3. Blend Until Smooth:

  • Secure the lid tightly. Blend the mixture on high speed until exceptionally smooth, creamy, and uniformly colored. This is crucial and may take 1-3 minutes.
  • Stop periodically and scrape down the sides of the container with a rubber spatula to ensure all ingredients, including any peach fibers, are fully blended. The texture should resemble a very thick smoothie.

4. Initial Freeze:

  • Pour the blended peach mixture into a shallow, freezer-safe dish. Smooth the top.
  • Place the dish uncovered in the freezer for 1-2 hours, until the edges are frozen firm and the center is becoming icy but still slushy.

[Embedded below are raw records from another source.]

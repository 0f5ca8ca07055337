//! Built-in override processors
//!
//! One function per field config kind. Every processor is a pure function of
//! its inputs and never fails: malformed input yields NaN or the original
//! value unchanged.
//!
//! Copyright (c) 2025 Fieldconf Team
//! Licensed under the Apache-2.0 license

use super::types::{
    BooleanFieldConfigSettings, DataLinksFieldConfigSettings, FieldConfigValue,
    IdentityFieldConfigSettings, NumberFieldConfigSettings, SelectFieldConfigSettings,
    StringFieldConfigSettings, ThresholdsFieldConfigSettings, UnitFieldConfigSettings,
    ValueMappingFieldConfigSettings,
};
use crate::context::OverrideContext;
use crate::template::{resolve_field_tokens, to_display_string};
use crate::thresholds::ThresholdsConfig;
use crate::types::{DataLink, ValueMapping};
use crate::variables::VariableReplacer;
use regex::Regex;
use serde::de::DeserializeOwned;
use serde_json::Value;
use std::sync::OnceLock;

static FLOAT_PREFIX_REGEX: OnceLock<Regex> = OnceLock::new();

fn float_prefix_regex() -> &'static Regex {
    FLOAT_PREFIX_REGEX.get_or_init(|| {
        Regex::new(r"^[+-]?(?:Infinity|(?:[0-9]+\.?[0-9]*|\.[0-9]+)(?:[eE][+-]?[0-9]+)?)")
            .expect("float prefix pattern is valid")
    })
}

/// Parse the longest numeric prefix of `input`, NaN when there is none
///
/// Leading whitespace is skipped and trailing garbage ignored, so `"3.5px"`
/// parses as 3.5.
pub fn parse_float(input: &str) -> f64 {
    let trimmed = input.trim_start_matches(|c: char| c.is_whitespace() || c == '\u{feff}');
    let Some(prefix) = float_prefix_regex().find(trimmed) else {
        return f64::NAN;
    };

    let literal = prefix.as_str();
    match literal.trim_start_matches(['+', '-']) {
        "Infinity" if literal.starts_with('-') => f64::NEG_INFINITY,
        "Infinity" => f64::INFINITY,
        _ => literal.parse::<f64>().unwrap_or(f64::NAN),
    }
}

fn pass_through(value: Option<&Value>) -> FieldConfigValue {
    match value {
        None => FieldConfigValue::Undefined,
        Some(v) => FieldConfigValue::Raw(v.clone()),
    }
}

fn decode_or_raw<T, F>(value: Option<&Value>, wrap: F) -> FieldConfigValue
where
    T: DeserializeOwned,
    F: FnOnce(T) -> FieldConfigValue,
{
    match value {
        None => FieldConfigValue::Undefined,
        Some(v) => match T::deserialize(v) {
            Ok(decoded) => wrap(decoded),
            Err(_) => FieldConfigValue::Raw(v.clone()),
        },
    }
}

/// Returns the value unchanged
pub fn identity_override_processor(
    value: Option<&Value>,
    _context: &OverrideContext,
    _settings: &IdentityFieldConfigSettings,
) -> FieldConfigValue {
    pass_through(value)
}

/// Numeric parse; absent and null stay undefined, unparsable input is NaN
pub fn number_override_processor(
    value: Option<&Value>,
    _context: &OverrideContext,
    _settings: &NumberFieldConfigSettings,
) -> FieldConfigValue {
    match value {
        None | Some(Value::Null) => FieldConfigValue::Undefined,
        Some(Value::Number(n)) => FieldConfigValue::Number(n.as_f64().unwrap_or(f64::NAN)),
        Some(other) => FieldConfigValue::Number(parse_float(&to_display_string(other))),
    }
}

/// Resolves field tokens, then optionally hands off to the variable replacer
pub fn string_override_processor(
    value: Option<&Value>,
    context: &OverrideContext,
    settings: &StringFieldConfigSettings,
    replacer: Option<&dyn VariableReplacer>,
) -> FieldConfigValue {
    let raw = match value {
        None => return FieldConfigValue::Undefined,
        Some(Value::Null) => return FieldConfigValue::Null,
        Some(v) => to_display_string(v),
    };

    let resolved = resolve_field_tokens(&raw, context);

    match replacer {
        Some(replacer) if settings.expands_template_vars() => {
            FieldConfigValue::String(replacer.replace(&resolved, context.scoped_vars()))
        }
        _ => FieldConfigValue::String(resolved),
    }
}

/// Returns the value unchanged; the option loader belongs to the editing UI
pub fn select_override_processor(
    value: Option<&Value>,
    _context: &OverrideContext,
    _settings: &SelectFieldConfigSettings,
) -> FieldConfigValue {
    pass_through(value)
}

/// Reads the value as a list of data links, without checking them
pub fn data_links_override_processor(
    value: Option<&Value>,
    _context: &OverrideContext,
    _settings: &DataLinksFieldConfigSettings,
) -> FieldConfigValue {
    decode_or_raw::<Vec<DataLink>, _>(value, FieldConfigValue::Links)
}

/// Reads the value as a list of value mappings, without checking them
pub fn value_mappings_override_processor(
    value: Option<&Value>,
    _context: &OverrideContext,
    _settings: &ValueMappingFieldConfigSettings,
) -> FieldConfigValue {
    decode_or_raw::<Vec<ValueMapping>, _>(value, FieldConfigValue::Mappings)
}

/// Reads the value as a thresholds config; step order is not checked here
pub fn thresholds_override_processor(
    value: Option<&Value>,
    _context: &OverrideContext,
    _settings: &ThresholdsFieldConfigSettings,
) -> FieldConfigValue {
    decode_or_raw::<ThresholdsConfig, _>(value, FieldConfigValue::Thresholds)
}

/// Opaque pass-through
pub fn unit_override_processor(
    value: Option<&Value>,
    _context: &OverrideContext,
    _settings: &UnitFieldConfigSettings,
) -> FieldConfigValue {
    pass_through(value)
}

pub fn boolean_override_processor(
    value: Option<&Value>,
    _context: &OverrideContext,
    _settings: &BooleanFieldConfigSettings,
) -> FieldConfigValue {
    match value {
        Some(Value::Bool(b)) => FieldConfigValue::Boolean(*b),
        other => pass_through(other),
    }
}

5. Stir During Freezing (No-Churn Method):

  • Remove the dish from the freezer. Vigorously stir the mixture with a sturdy spoon or spatula, breaking up all the frozen parts and mixing them thoroughly with the softer center. Scrape the sides and bottom well. Smooth the top again.
  • Return the dish to the freezer. Repeat this stirring process every 30 minutes for the next 1-2 hours (aiming for about 2-4 stirring sessions in total). This minimizes ice crystals and promotes a creamier texture.

6. Final Freeze:

  • After the last stirring session, cover the container tightly (press plastic wrap onto the surface or use an airtight lid).
  • Freeze until completely firm, typically another 2-4 hours or overnight.

7. Thaw Briefly and Serve:

  • Before serving, let the container sit at room temperature for 5-10 minutes to soften slightly for easier scooping.
  • Scoop the Peach Cottage Cheese Ice Cream into bowls or cones. Garnish with fresh peach slices or crumbled cookies, if desired.